Di Indonesia segala sesuatunya berlandaskan kepada Pancasila dan UUD 1945, begitu juga dalam hal
pembangunan. Sesungguhnya Pancasila dan UUD 1945 merupakan landasan pembangunan yang ideal. Dalam hal
ini beliau (presiden Soeharto) mengungkapkan bahwa : "mencapai cita-cita masyarakat adil dan makmur
berdasarkan pancasila itu tidaklah mungkin hanya dengan melaksanakan satu pelita saja. Masyarakat adil dan
makmur tidak akan jatuh dari langit, harus di perjuangkan melalui pembangunan secara bertahap, di perlukan
landasan yang kuat, ialah industri yang di dukung oleh pertanian yang tangguh.". Dasar pembangunan yang
belandasan kepada pancasila melalui tahapan-tahapan pelita untuk mencapai cita-cita masyarakat adil dan makmur
sebagaimana dikataan oleh Soeharto telah dapat terwujud salah satunya melalui pelita III yaitu Trilogi
Pembangunan. Trilogi pembangunan yang di canangkan oleh presiden Soeharto ini berhasil meningkatkan
pertumbuhan indonesia dari minus 2,25% pada tahun 1963 menjadi naik tajam sebesar 12% pada tahun 1969 atau
setahun setelah dirinya ditunjuk sebagai pejabat presiden. Selama periode tahun 1967-1997, pertumbuhan ekonomi
indonesia dapat ditingkatkan dan di pertahankan rata-rata 72% pertahun.  Namun demikian, meski Trilogi
pembangunan mampu meningkatkan pertumbuhan ekonomi, perancanaan trilogi pembangunan ini menuai
kontroversi karena pada pelaksanaannya mengakibatkan hal-hal berikut :
1)      Pelaksanaan stabilitas politik menghasilkan regulasi dimana diterbitkan sejumlah peraturan yang mengakibatkan
pengendalian pers dan pengendalian aksi mahasiswa.
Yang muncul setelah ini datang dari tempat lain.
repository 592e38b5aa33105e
//! Storage setup and initialization

use anyhow::{Context, Result};
use std::sync::Arc;
use stowage_core::Config;
use stowage_storage::{create_storage, Storage};

pub async fn setup_storage(config: &Config) -> Result<Arc<dyn Storage>> {
    tracing::info!("Initializing storage backend...");
    let storage = create_storage(config)
        .await
        .context("Failed to initialize storage backend")?;
    tracing::info!(
        backend = %storage.backend_type(),
        "Storage backend initialized successfully"
    );
    Ok(storage)
}
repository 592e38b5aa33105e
//! Upload record store

#[cfg(any(test, feature = "test-helpers"))]
mod memory;
mod postgres;

#[cfg(any(test, feature = "test-helpers"))]
pub use memory::InMemoryUploadRecordStore;
pub use postgres::{PgUploadRecordRepository, UploadRow};

use async_trait::async_trait;
use stowage_core::{AppError, NewUploadRecord, UploadRecord};

/// Durable metadata index keyed by storage key.
#[async_trait]
pub trait UploadRecordStore: Send + Sync {
    /// Insert a record. Fails with `AppError::DuplicateKey` when the storage
    /// key is already taken.
    async fn create(&self, record: NewUploadRecord) -> Result<UploadRecord, AppError>;

    async fn get_by_storage_key(&self, storage_key: &str)
        -> Result<Option<UploadRecord>, AppError>;

    /// All records, oldest first.
    async fn list_all(&self) -> Result<Vec<UploadRecord>, AppError>;

    /// Remove a record. Fails with `AppError::NotFound` when no row matched.
    async fn delete(&self, storage_key: &str) -> Result<(), AppError>;

    /// Readiness probe.
    async fn ping(&self) -> Result<(), AppError>;
}
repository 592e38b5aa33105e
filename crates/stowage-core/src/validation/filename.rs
//! Filename policy: the closed extension allowlist and storage key derivation.
//!
//! A storage key is `{token}_{sanitized}` where `token` is a UUID v4 in simple
//! (32 hex digit) form and `sanitized` is the client filename reduced to
//! `[A-Za-z0-9._-]`. Uniqueness comes from the token alone; the sanitized name
//! is kept for traceability.

use uuid::Uuid;

use crate::error::AppError;

/// Extension (lowercase, no dot) to MIME type.
pub const ALLOWED_FILE_TYPES: &[(&str, &str)] = &[
    ("png", "image/png"),
    ("gif", "image/gif"),
    ("jpg", "image/jpeg"),
    ("jpeg", "image/jpeg"),
    ("doc", "application/msword"),
    (
        "docx",
        "application/vnd.openxmlformats-officedocument.wordprocessingml.document",
    ),
    ("pdf", "application/pdf"),
];

const MAX_SANITIZED_LENGTH: usize = 200;
const FALLBACK_NAME: &str = "file";

#[derive(Debug, Clone, PartialEq, Eq, thiserror::Error)]
pub enum FilenameError {
    #[error("unsupported file type '.{extension}' for '{filename}'")]
    UnsupportedType { filename: String, extension: String },
}

impl From<FilenameError> for AppError {
    fn from(err: FilenameError) -> Self {
        match err {
            FilenameError::UnsupportedType {
                filename,
                extension,
            } => AppError::UnsupportedFileType {
                filename,
                extension,
            },
        }
    }
}

/// Stateless entry point for the policy.
pub struct FilenamePolicy;

impl FilenamePolicy {
    /// Returns the MIME type for an allowed filename. Matching is case-insensitive.
    pub fn validate(original_filename: &str) -> Result<&'static str, FilenameError> {
        let extension = extension_of(original_filename)
            .map(|ext| ext.to_ascii_lowercase())
            .unwrap_or_default();

        ALLOWED_FILE_TYPES
            .iter()
            .find(|(ext, _)| *ext == extension)
            .map(|(_, mime)| *mime)
            .ok_or_else(|| FilenameError::UnsupportedType {
                filename: original_filename.to_string(),
                extension,
            })
    }

    /// Reduces a client filename to a single safe path component.
    pub fn sanitize(original_filename: &str) -> String {
        let mut sanitized = String::with_capacity(original_filename.len());
        for c in last_component(original_filename).chars() {
            let c = if c.is_ascii_alphanumeric() || c == '-' || c == '_' || c == '.' {
                c
            } else {
                '_'
            };
            if c == '.' && sanitized.ends_with('.') {
                continue;
            }
            sanitized.push(c);
        }

        let trimmed = sanitized.trim_start_matches(['.', '_', '-']);
        // Only ASCII remains, so byte truncation is char-safe.
        let truncated = &trimmed[..trimmed.len().min(MAX_SANITIZED_LENGTH)];

        if truncated.is_empty() {
            FALLBACK_NAME.to_string()
        } else {
            truncated.to_string()
        }
    }

    /// Derives a fresh storage key. Two calls never return the same key.
    pub fn derive_storage_key(original_filename: &str) -> String {
        format!(
            "{}_{}",
            Uuid::new_v4().simple(),
            Self::sanitize(original_filename)
        )
    }
}

fn last_component(filename: &str) -> &str {
    filename.rsplit(['/', '\\']).next().unwrap_or(filename)
}

/// Extension after the last dot; leading dots do not start an extension.
fn extension_of(filename: &str) -> Option<&str> {
    let name = last_component(filename).trim_start_matches('.');
    name.rfind('.').map(|idx| &name[idx + 1..])
}
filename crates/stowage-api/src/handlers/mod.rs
pub mod uploads;
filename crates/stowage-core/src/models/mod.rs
//! Data models shared by the record store, the services and the HTTP layer.

mod reconcile;
mod upload;

pub use reconcile::{Inconsistency, StoredObject, SweepReport};
pub use upload::{NewUploadRecord, UploadRecord, UploadResponse};
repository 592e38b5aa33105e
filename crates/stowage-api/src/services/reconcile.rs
//! Out-of-band detection and repair of record/blob mismatches.

use chrono::{DateTime, Utc};
use std::collections::HashSet;
use std::sync::Arc;
use std::time::Duration;
use stowage_core::{AppError, Inconsistency, StoredObject, SweepReport, UploadRecord};
use stowage_db::UploadRecordStore;
use stowage_storage::{Storage, StorageError};
use tokio::time::interval;

#[derive(Clone)]
pub struct ReconciliationService {
    storage: Arc<dyn Storage>,
    records: Arc<dyn UploadRecordStore>,
    /// Blobs younger than this may belong to an upload whose record is not
    /// written yet and are never reported as orphans.
    grace: chrono::Duration,
}

impl ReconciliationService {
    pub fn new(
        storage: Arc<dyn Storage>,
        records: Arc<dyn UploadRecordStore>,
        grace: Duration,
    ) -> Self {
        Self {
            storage,
            records,
            grace: chrono::Duration::from_std(grace).unwrap_or(chrono::Duration::MAX),
        }
    }

    /// Backend objects with no record, older than the grace period.
    #[tracing::instrument(skip(self), fields(reconcile.operation = "list_orphans"))]
    pub async fn list_orphans(&self, now: DateTime<Utc>) -> Result<Vec<StoredObject>, AppError> {
        let known: HashSet<String> = self
            .records
            .list_all()
            .await?
            .into_iter()
            .map(|record| record.storage_key)
            .collect();

        let cutoff = now.checked_sub_signed(self.grace).unwrap_or(DateTime::<Utc>::MIN_UTC);
        let orphans: Vec<StoredObject> = self
            .storage
            .list_objects()
            .await?
            .into_iter()
            .filter(|object| !known.contains(&object.key) && object.last_modified <= cutoff)
            .collect();

        tracing::debug!(count = orphans.len(), "Orphaned blobs found");
        Ok(orphans)
    }

    /// Records whose bytes are missing from the backend.
    #[tracing::instrument(skip(self), fields(reconcile.operation = "list_dangling"))]
    pub async fn list_dangling(&self) -> Result<Vec<UploadRecord>, AppError> {
        let mut dangling = Vec::new();
        for record in self.records.list_all().await? {
            if !self.storage.exists(&record.storage_key).await? {
                dangling.push(record);
            }
        }

        tracing::debug!(count = dangling.len(), "Dangling records found");
        Ok(dangling)
    }

    /// Both kinds of inconsistency, orphans first.
    pub async fn inconsistencies(&self, now: DateTime<Utc>) -> Result<Vec<Inconsistency>, AppError> {
        let mut found: Vec<Inconsistency> = self
            .list_orphans(now)
            .await?
            .into_iter()
            .map(Inconsistency::OrphanedBlob)
            .collect();
        found.extend(
            self.list_dangling()
                .await?
                .into_iter()
                .map(Inconsistency::DanglingRecord),
        );
        Ok(found)
    }

    /// Remove orphaned blobs and dangling records. Individual failures are
    /// counted and logged; the sweep continues with the next item.
    #[tracing::instrument(skip(self), fields(reconcile.operation = "sweep"))]
    pub async fn sweep(&self, now: DateTime<Utc>) -> Result<SweepReport, AppError> {
        let mut report = SweepReport::default();

        for object in self.list_orphans(now).await? {
            // A record may have been created since the listing.
            match self.records.get_by_storage_key(&object.key).await {
                Ok(Some(_)) => continue,
                Ok(None) => {}
                Err(e) => {
                    tracing::error!(storage_key = %object.key, error = %e, "Failed to re-check orphan");
                    report.failures += 1;
                    continue;
                }
            }

            match self.storage.delete(&object.key).await {
                Ok(()) | Err(StorageError::NotFound(_)) => {
                    tracing::info!(
                        storage_key = %object.key,
                        size_bytes = object.size,
                        "Removed orphaned blob"
                    );
                    report.orphans_removed += 1;
                }
                Err(e) => {
                    tracing::error!(storage_key = %object.key, error = %e, "Failed to remove orphaned blob");
                    report.failures += 1;
                }
            }
        }

        for record in self.list_dangling().await? {
            match self.records.delete(&record.storage_key).await {
                Ok(()) | Err(AppError::NotFound(_)) => {
                    tracing::info!(
                        storage_key = %record.storage_key,
                        record_id = %record.id,
                        "Removed dangling record"
                    );
                    report.dangling_removed += 1;
                }
                Err(e) => {
                    tracing::error!(storage_key = %record.storage_key, error = %e, "Failed to remove dangling record");
                    report.failures += 1;
                }
            }
        }

        tracing::info!(
            orphans_removed = report.orphans_removed,
            dangling_removed = report.dangling_removed,
            failures = report.failures,
            "Reconciliation sweep completed"
        );
        Ok(report)
    }

    /// Start the background sweep loop.
    /// Returns a JoinHandle for graceful shutdown
    pub fn start(self: Arc<Self>, every: Duration) -> tokio::task::JoinHandle<()> {
        tokio::spawn(async move {
            let mut sweep_interval = interval(every);
            // The first tick completes immediately; skip it so startup is not
            // slowed by a full listing.
            sweep_interval.tick().await;

            loop {
                sweep_interval.tick().await;

                tracing::debug!("Starting scheduled reconciliation sweep");

                match self.sweep(Utc::now()).await {
                    Ok(report) if report.is_clean() => {
                        tracing::debug!("Reconciliation sweep found nothing to repair");
                    }
                    Ok(_) => {}
                    Err(e) => {
                        tracing::error!(error = %e, "Reconciliation sweep failed");
                    }
                }
            }
        })
    }
}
2)      Dalam hal procedural diterbitkan undang-undang tentang organisasi masa dan undang-undang partai politik
pertumbuhan ekonomi menghasilkan penanaman modal asing yang mengakibatkan utang luar negri.
3)       Serbuan para insvestor asing ini kemudian melambat ketika terjadi jatuhnya harga minyak dunia, yang mana
selanjutnya dirangsang ekstra melalui kebijakan regulasi (liberalisasi) pada tahun 1983-1988.
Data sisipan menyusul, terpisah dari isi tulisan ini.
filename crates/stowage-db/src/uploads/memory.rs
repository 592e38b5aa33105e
//! In-memory record store for testing without a database

use async_trait::async_trait;
use chrono::Utc;
use std::collections::HashMap;
use std::sync::atomic::{AtomicBool, AtomicUsize, Ordering};
use std::sync::{Arc, Mutex, MutexGuard, PoisonError};
use stowage_core::{AppError, NewUploadRecord, UploadRecord};
use uuid::Uuid;

use super::UploadRecordStore;

/// Mock record store keyed by storage key.
///
/// `fail_creates` / `fail_deletes` make the next calls fail with a database
/// style error so callers can exercise partial-failure paths.
/// `collide_next_creates(n)` makes the next `n` creates report `DuplicateKey`.
#[derive(Clone, Default)]
pub struct InMemoryUploadRecordStore {
    records: Arc<Mutex<HashMap<String, UploadRecord>>>,
    fail_creates: Arc<AtomicBool>,
    fail_deletes: Arc<AtomicBool>,
    collide_creates: Arc<AtomicUsize>,
}

impl InMemoryUploadRecordStore {
    pub fn new() -> Self {
        Self::default()
    }

    fn records(&self) -> MutexGuard<'_, HashMap<String, UploadRecord>> {
        self.records.lock().unwrap_or_else(PoisonError::into_inner)
    }

    /// Insert a record as-is (bypasses duplicate checks and failure flags).
    pub fn insert(&self, record: UploadRecord) {
        self.records().insert(record.storage_key.clone(), record);
    }

    pub fn len(&self) -> usize {
        self.records().len()
    }

    pub fn is_empty(&self) -> bool {
        self.records().is_empty()
    }

    pub fn fail_creates(&self, fail: bool) {
        self.fail_creates.store(fail, Ordering::SeqCst);
    }

    pub fn fail_deletes(&self, fail: bool) {
        self.fail_deletes.store(fail, Ordering::SeqCst);
    }

    pub fn collide_next_creates(&self, count: usize) {
        self.collide_creates.store(count, Ordering::SeqCst);
    }
}

#[async_trait]
impl UploadRecordStore for InMemoryUploadRecordStore {
    async fn create(&self, record: NewUploadRecord) -> Result<UploadRecord, AppError> {
        if self.fail_creates.load(Ordering::SeqCst) {
            return Err(AppError::Internal("record store unavailable".to_string()));
        }

        let collided = self
            .collide_creates
            .fetch_update(Ordering::SeqCst, Ordering::SeqCst, |n| n.checked_sub(1))
            .is_ok();
        let mut records = self.records();
        if collided || records.contains_key(&record.storage_key) {
            return Err(AppError::DuplicateKey(record.storage_key));
        }

        let created = UploadRecord {
            id: Uuid::new_v4(),
            original_filename: record.original_filename,
            storage_key: record.storage_key,
            uploaded_at: Utc::now(),
        };
        records.insert(created.storage_key.clone(), created.clone());
        Ok(created)
    }

    async fn get_by_storage_key(
        &self,
        storage_key: &str,
    ) -> Result<Option<UploadRecord>, AppError> {
        Ok(self.records().get(storage_key).cloned())
    }

    async fn list_all(&self) -> Result<Vec<UploadRecord>, AppError> {
        let mut all: Vec<UploadRecord> = self.records().values().cloned().collect();
        all.sort_by(|a, b| {
            a.uploaded_at
                .cmp(&b.uploaded_at)
                .then_with(|| a.id.cmp(&b.id))
        });
        Ok(all)
    }

    async fn delete(&self, storage_key: &str) -> Result<(), AppError> {
        if self.fail_deletes.load(Ordering::SeqCst) {
            return Err(AppError::Internal("record store unavailable".to_string()));
        }

        self.records()
            .remove(storage_key)
            .map(|_| ())
            .ok_or_else(|| AppError::NotFound(format!("Upload not found: {}", storage_key)))
    }

    async fn ping(&self) -> Result<(), AppError> {
        Ok(())
    }
}

#[cfg(test)]
mod tests {
    use super::*;

    fn new_record(key: &str) -> NewUploadRecord {
        NewUploadRecord {
            original_filename: "report.pdf".to_string(),
            storage_key: key.to_string(),
        }
    }

    #[tokio::test]
    async fn test_create_assigns_identity() {
        let store = InMemoryUploadRecordStore::new();
        let a = store.create(new_record("a_report.pdf")).await.unwrap();
        let b = store.create(new_record("b_report.pdf")).await.unwrap();

        assert_ne!(a.id, b.id);
        assert_eq!(
            store.get_by_storage_key("a_report.pdf").await.unwrap(),
            Some(a)
        );
        assert_eq!(store.list_all().await.unwrap().len(), 2);
    }

    #[tokio::test]
    async fn test_duplicate_key_rejected() {
        let store = InMemoryUploadRecordStore::new();
        store.create(new_record("a_report.pdf")).await.unwrap();

        assert!(matches!(
            store.create(new_record("a_report.pdf")).await,
            Err(AppError::DuplicateKey(_))
        ));
        assert_eq!(store.len(), 1);
    }

    #[tokio::test]
    async fn test_collide_next_creates() {
        let store = InMemoryUploadRecordStore::new();
        store.collide_next_creates(2);

        assert!(matches!(
            store.create(new_record("a_report.pdf")).await,
            Err(AppError::DuplicateKey(_))
        ));
        assert!(matches!(
            store.create(new_record("b_report.pdf")).await,
            Err(AppError::DuplicateKey(_))
        ));
        store.create(new_record("c_report.pdf")).await.unwrap();
        assert_eq!(store.len(), 1);
    }

    #[tokio::test]
    async fn test_delete_missing_is_not_found() {
        let store = InMemoryUploadRecordStore::new();
        assert!(matches!(
            store.delete("missing").await,
            Err(AppError::NotFound(_))
        ));
    }

    #[tokio::test]
    async fn test_failure_flags() {
        let store = InMemoryUploadRecordStore::new();
        store.create(new_record("a_report.pdf")).await.unwrap();

        store.fail_creates(true);
        assert!(store.create(new_record("b_report.pdf")).await.is_err());

        store.fail_deletes(true);
        assert!(store.delete("a_report.pdf").await.is_err());
        store.fail_deletes(false);
        store.delete("a_report.pdf").await.unwrap();
        assert!(store.is_empty());
    }
}
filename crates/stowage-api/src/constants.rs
pub use stowage_core::constants::{API_PREFIX, UPLOADS_PATH};

/// Multipart field carrying uploaded files.
pub const FILES_FIELD: &str = "files";

pub const OPENAPI_PATH: &str = "/api/openapi.json";
//! Application bootstrap: configuration checks, telemetry, database,
//! storage, services and routes.

pub mod database;
pub mod routes;
pub mod server;
pub mod storage;
pub mod validation;

use crate::services::{ReconciliationService, UploadService};
use crate::state::AppState;
use anyhow::{Context, Result};
use std::sync::Arc;
use std::time::Duration;
use stowage_core::Config;
use stowage_db::{PgUploadRecordRepository, UploadRecordStore};

/// Initialize the application and return the shared state and router.
pub async fn initialize_app(config: Config) -> Result<(Arc<AppState>, axum::Router)> {
    init_logging(&config)?;

    validation::validate_config(&config).context("Configuration validation failed")?;

    tracing::info!(
        environment = %config.environment(),
        storage_backend = %config.storage_backend(),
        "Starting stowage API"
    );

    let pool = database::setup_database(&config).await?;
    let storage = storage::setup_storage(&config).await?;
    let records: Arc<dyn UploadRecordStore> = Arc::new(PgUploadRecordRepository::new(pool));

    let uploads = Arc::new(UploadService::new(storage.clone(), records.clone()));
    start_reconciliation(&config, storage, records);

    let state = Arc::new(AppState::new(uploads));
    let router = routes::setup_routes(&config, state.clone())?;

    Ok((state, router))
}

fn init_logging(config: &Config) -> Result<()> {
    crate::telemetry::init_telemetry(config.log_format())
        .map_err(|e| anyhow::anyhow!("Failed to initialize telemetry: {}", e))
}

fn start_reconciliation(
    config: &Config,
    storage: Arc<dyn stowage_storage::Storage>,
    records: Arc<dyn UploadRecordStore>,
) {
    let interval_secs = config.reconcile_interval_secs();
    if interval_secs == 0 {
        tracing::info!("Background reconciliation disabled");
        return;
    }

    let service = Arc::new(ReconciliationService::new(
        storage,
        records,
        Duration::from_secs(config.reconcile_grace_secs()),
    ));
    service.start(Duration::from_secs(interval_secs));
    tracing::info!(
        interval_secs,
        grace_secs = config.reconcile_grace_secs(),
        "Background reconciliation started"
    );
}
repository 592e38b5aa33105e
//! Database repositories for the upload record store
//!
//! `UploadRecordStore` is the narrow interface the services depend on.
//! `PgUploadRecordRepository` backs it with Postgres; the in-memory variant
//! (feature `test-helpers`) lets service and HTTP tests run without a database.

pub mod uploads;

pub use uploads::{PgUploadRecordRepository, UploadRecordStore};

#[cfg(any(test, feature = "test-helpers"))]
pub use uploads::InMemoryUploadRecordStore;

use sqlx::migrate::{MigrateError, Migrator};
use sqlx::PgPool;

/// Embedded schema migrations (`migrations/` at the workspace root).
pub static MIGRATOR: Migrator = sqlx::migrate!("../../migrations");

/// Apply pending migrations.
pub async fn run_migrations(pool: &PgPool) -> Result<(), MigrateError> {
    MIGRATOR.run(pool).await
}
Tanpa disadari, kebijakan penarikan insvestor yang sangat liberal ini mengakibatkan undang-undang
Indonesia yang mengatur arus modal menjadi yang sangat liberal di lingkungan internasional. Namun kebijakan
yang sama juga menghasilkan intensifikasi pertanian di kalangan petani. Dalam pemerataan hasil, pelaksanaannya
membuka jalur-jalur distributive seperti kredit usaha tani dan mitra pengusaha besar dan kecil.  Demikian sekilas
uraian tentang Trilogi Pembangunan. Trilogi Pembangunan menjadi salah satu instrumen pemersatu energi bangsa
yang dipergunakan presiden Soeharto dalam membangun kembali indonesia. Trilogi pembangunan merupakan visi
kedaulatan dan kemandirian ekonomi bangsa yang diletakan dalam road map trilogi pembangunan yang dengan
targetnya merumuskan secara jelas yaitu tercapainya tinggal landas (setara dengan negara maju) pada tahun
2019/2020 dengan struktur perekonomian yang di dukung industri strategis yang kuat namun terlihat justru semakin
menjauh saat sekarang. Bahkan sejumlah ahli ekonomi menyatakan telah terjadi deindustralisasi pada era reformasi.
Segala jerih payah untuk mewujudkan kedaulatan dan kemandirian ekonomi bangsa itu kini harus ditata kembali.
Kegagalan ini merupakan kegagalan bersama sebagai sebuah bangsa yang dalam proses transisi tahun 1998 tidak
bisa memetakan secara akurat siapa lawan dan siapa loyalis nusantara yang sesungguhnya.